Karnadi juga menjelaskan, sebetulnya, keluarnya Peraturan Mendiknas Nomor 22, 23, dan 24 Tahun 2006 mengenai KTSP atau Kurikulum 2006 ini tidak hanya menyempurnakan kurikulum sebelumnya, namun memperlihatkan peluang yang sebesar-besarnya kepada tempat untuk membuatkan pendidikan yang kontekstual.
“Sebagai pembaruan kurikulum, KTSP coba memberi ruang lebih luas bagi otonomi sekolah. Pemerintah hanya memutuskan standar minimal kurikulum yang harus dipenuhi, selebihnya bergantung pada masing-masing sekolah,” katanya.
Sementara itu, Kepala Pusat Informasi dan Humas Bambang Wasito Adi mengatakan, KTSP memberi hak penuh pada sekolah-sekolah untuk memilih sendiri kurikulumnya. Tujuannya yaitu semoga potensi tiap-tiap sekolah sanggup menonjol, sehingga tercipta kompetisi antarsekolah.
“Dengan KTSP ini, masing-masing sekolah bisa menciptakan silabus, kurikulum, dan indikator-indikatornya sendiri,” katanya.

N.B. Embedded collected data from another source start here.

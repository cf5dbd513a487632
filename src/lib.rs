//! bootinit library
//!
//! Boot-time command engine of a device init process: a validated builtin
//! registry and dispatcher, the mount-outcome state machine, service class
//! control, helper-process escalation and recovery reboots.

pub mod builtins;
pub mod cli;
pub mod config_file;
pub mod dispatch;
pub mod error;
pub mod exec;
pub mod fstab;
pub mod mount;
pub mod platform;
pub mod readahead;
pub mod recovery;
pub mod registry;
pub mod sequencer;
pub mod services;
pub mod types;

// Re-export main types for convenience
pub use builtins::Builtins;
pub use config_file::{DeviceProfile, FsManagerScript, ServiceDecl};
pub use dispatch::{CommandInvocation, Dispatcher, Flow};
pub use error::{BuiltinError, Result};
pub use exec::ExecEscalation;
pub use fstab::{Fstab, FstabEntry};
pub use mount::outcome::MountOutcome;
pub use mount::{MountAllArgs, MountOrchestrator, PrimaryMountOutcome};
pub use platform::{DeviceFlags, Platform};
pub use recovery::{RecoveryEscalation, RecoveryRequest};
pub use registry::{CommandRegistry, CommandSpec, RegistryError};
pub use sequencer::{BootSequencer, SequenceReport};
pub use services::ServiceClassController;
pub use types::{ContextRestriction, CryptoState, CryptoType, ExecContext, MountMode, Transition};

Meski memilih silabus sendiri, kata Bambang, namun standar kompetensi dan isinya harus sesuai dengan yang ditetapkan pemerintah. Bambang menambahkan meski masih dibebaskan menggunakan kurikulum lama, namun pada 2009 seluruh sekolah harus sudah menggunakan KTSP.
Sementara itu, Kepala Pusat Informasi dan Humas Bambang Wasito Adi mengatakan, KTSP memberi hak penuh pada sekolah-sekolah untuk memilih sendiri kurikulumnya. Tujuannya yaitu semoga potensi tiap-tiap sekolah sanggup menonjol, sehingga tercipta kompetisi antarsekolah.

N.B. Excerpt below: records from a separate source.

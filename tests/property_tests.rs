//! Property-based tests for bootinit
//!
//! These tests verify:
//! - Registry invariants (unique names, ordered bounds)
//! - Arity and context checks against every registered builtin
//! - Mount outcome classification is total and deterministic
//! - Enum string round-trips

use proptest::prelude::*;

use bootinit::builtins;
use bootinit::mount::outcome::codes;
use bootinit::registry::UNBOUNDED;
use bootinit::{
    BuiltinError, CommandInvocation, ContextRestriction, Dispatcher, ExecContext, MountMode,
    MountOutcome,
};

fn dispatcher() -> Dispatcher {
    Dispatcher::with_builtins().expect("builtin table is valid")
}

fn builtin_names() -> Vec<&'static str> {
    dispatcher().registry().iter().map(|s| s.name).collect()
}

// =============================================================================
// Registry
// =============================================================================

#[test]
fn builtin_table_names_unique_and_bounds_ordered() {
    let specs = builtins::builtin_specs();
    let mut names: Vec<_> = specs.iter().map(|s| s.name).collect();
    names.sort_unstable();
    names.dedup();
    assert_eq!(names.len(), specs.len());
    for spec in &specs {
        assert!(spec.min_args <= spec.max_args, "{}", spec.name);
    }
    // Every declared builtin survives registration
    assert_eq!(dispatcher().registry().iter().count(), specs.len());
}

fn invocation_strategy() -> impl Strategy<Value = (usize, usize, bool)> {
    let count = builtin_names().len();
    (0..count, 0usize..10, any::<bool>())
}

proptest! {
    /// Arity errors occur iff the count is outside [min, max]; context errors
    /// iff the spec is init-only and the invocation is not
    #[test]
    fn dispatch_check_matches_bounds((idx, argc, sub) in invocation_strategy()) {
        let d = dispatcher();
        let spec = *d.registry().iter().nth(idx).expect("index in range");
        let mut args = vec![spec.name.to_string()];
        args.extend((0..argc).map(|i| format!("arg{}", i)));
        let context = if sub { ExecContext::Subcontext } else { ExecContext::Init };
        let invocation = CommandInvocation::new(args, context);

        let in_bounds = argc >= spec.min_args && (spec.max_args == UNBOUNDED || argc <= spec.max_args);
        let context_ok = spec.restriction == ContextRestriction::Any || !sub;

        match d.check(&invocation) {
            Ok(_) => prop_assert!(in_bounds && context_ok),
            Err(BuiltinError::Arity { .. }) => prop_assert!(!in_bounds),
            Err(BuiltinError::Context { .. }) => prop_assert!(in_bounds && !context_ok),
            Err(e) => prop_assert!(false, "unexpected error {}", e),
        }
    }

    /// Names not in the table are always unknown
    #[test]
    fn unknown_names_rejected(name in "[a-z_]{1,20}") {
        prop_assume!(!builtin_names().iter().any(|n| *n == name));
        let err = dispatcher()
            .check(&CommandInvocation::new(vec![name], ExecContext::Init))
            .unwrap_err();
        prop_assert!(matches!(err, BuiltinError::UnknownCommand { .. }), "{}", err);
    }
}

// =============================================================================
// Mount outcome classification
// =============================================================================

proptest! {
    /// Classification is total: every code gets exactly one outcome
    #[test]
    fn classification_total(code in any::<i32>()) {
        let outcome = MountOutcome::from_code(code);
        prop_assert_eq!(outcome, MountOutcome::from_code(code));
        match outcome {
            MountOutcome::UnexpectedPositive(c) => {
                prop_assert_eq!(c, code);
                prop_assert!(code > codes::NEEDS_METADATA_ENCRYPTION);
            }
            MountOutcome::ClassificationError(c) => {
                prop_assert_eq!(c, code);
                prop_assert!(code < 0);
            }
            known => {
                prop_assert!(known.is_known());
                prop_assert!((codes::NOT_ENCRYPTABLE..=codes::NEEDS_METADATA_ENCRYPTION).contains(&code));
            }
        }
    }
}

#[test]
fn known_codes_map_one_to_one() {
    for (code, outcome) in MountOutcome::KNOWN {
        assert_eq!(MountOutcome::from_code(code), outcome);
    }
    assert_eq!(
        MountOutcome::from_code(codes::FAIL),
        MountOutcome::ClassificationError(codes::FAIL)
    );
}

// =============================================================================
// Enum round-trips
// =============================================================================

fn mount_mode_strategy() -> impl Strategy<Value = MountMode> {
    prop_oneof![
        Just(MountMode::Default),
        Just(MountMode::Early),
        Just(MountMode::Late),
    ]
}

proptest! {
    /// MountMode: to_string → parse round-trip is identity
    #[test]
    fn mount_mode_roundtrip(mode in mount_mode_strategy()) {
        let s = mode.to_string();
        let parsed: MountMode = s.parse().expect("Should parse");
        prop_assert_eq!(mode, parsed);
        prop_assert!(mode.timing_property().ends_with(&s));
    }
}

“Dengan KTSP ini, masing-masing sekolah bisa menciptakan silabus, kurikulum, dan indikator-indikatornya sendiri,” katanya.
Meski memilih silabus sendiri, kata Bambang, namun standar kompetensi dan isinya harus sesuai dengan yang ditetapkan pemerintah. Bambang menambahkan meski masih dibebaskan menggunakan kurikulum lama, namun pada 2009 seluruh sekolah harus sudah menggunakan KTSP.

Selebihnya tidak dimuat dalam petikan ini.